***** DATA SUPPLIED *****
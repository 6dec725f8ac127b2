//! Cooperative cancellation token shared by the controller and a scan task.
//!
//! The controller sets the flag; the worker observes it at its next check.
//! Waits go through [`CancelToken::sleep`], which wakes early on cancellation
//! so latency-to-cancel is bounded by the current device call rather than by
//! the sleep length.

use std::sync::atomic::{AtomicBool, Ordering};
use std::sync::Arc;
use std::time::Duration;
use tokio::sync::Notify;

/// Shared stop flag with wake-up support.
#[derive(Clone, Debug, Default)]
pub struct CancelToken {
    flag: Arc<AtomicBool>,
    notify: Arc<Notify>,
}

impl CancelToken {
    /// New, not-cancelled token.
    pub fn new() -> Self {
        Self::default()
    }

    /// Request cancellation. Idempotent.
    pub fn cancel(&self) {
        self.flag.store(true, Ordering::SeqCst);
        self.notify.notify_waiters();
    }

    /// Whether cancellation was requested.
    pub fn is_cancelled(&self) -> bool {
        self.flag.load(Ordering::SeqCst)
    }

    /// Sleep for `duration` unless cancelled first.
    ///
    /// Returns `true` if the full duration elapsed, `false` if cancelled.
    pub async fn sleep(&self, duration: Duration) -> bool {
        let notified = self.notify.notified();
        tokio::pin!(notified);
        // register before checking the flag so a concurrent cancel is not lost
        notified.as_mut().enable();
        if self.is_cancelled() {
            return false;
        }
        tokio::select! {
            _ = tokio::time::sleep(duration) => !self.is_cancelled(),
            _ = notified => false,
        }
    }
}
*****
- _PROBLEM_
Output the records above, each one exactly, with none left out.

- _ANSWER SECTION_
repository 6dec725f8ac127b2
//! Cooperative cancellation token shared by the controller and a scan task.
//!
//! The controller sets the flag; the worker observes it at its next check.
//! Waits go through [`CancelToken::sleep`], which wakes early on cancellation
//! so latency-to-cancel is bounded by the current device call rather than by
//! the sleep length.

use std::sync::atomic::{AtomicBool, Ordering};
use std::sync::Arc;
use std::time::Duration;
use tokio::sync::Notify;

/// Shared stop flag with wake-up support.
#[derive(Clone, Debug, Default)]
pub struct CancelToken {
    flag: Arc<AtomicBool>,
    notify: Arc<Notify>,
}

impl CancelToken {
    /// New, not-cancelled token.
    pub fn new() -> Self {
        Self::default()
    }

    /// Request cancellation. Idempotent.
    pub fn cancel(&self) {
        self.flag.store(true, Ordering::SeqCst);
        self.notify.notify_waiters();
    }

    /// Whether cancellation was requested.
    pub fn is_cancelled(&self) -> bool {
        self.flag.load(Ordering::SeqCst)
    }

    /// Sleep for `duration` unless cancelled first.
    ///
    /// Returns `true` if the full duration elapsed, `false` if cancelled.
    pub async fn sleep(&self, duration: Duration) -> bool {
        let notified = self.notify.notified();
        tokio::pin!(notified);
        // register before checking the flag so a concurrent cancel is not lost
        notified.as_mut().enable();
        if self.is_cancelled() {
            return false;
        }
        tokio::select! {
            _ = tokio::time::sleep(duration) => !self.is_cancelled(),
            _ = notified => false,
        }
    }
}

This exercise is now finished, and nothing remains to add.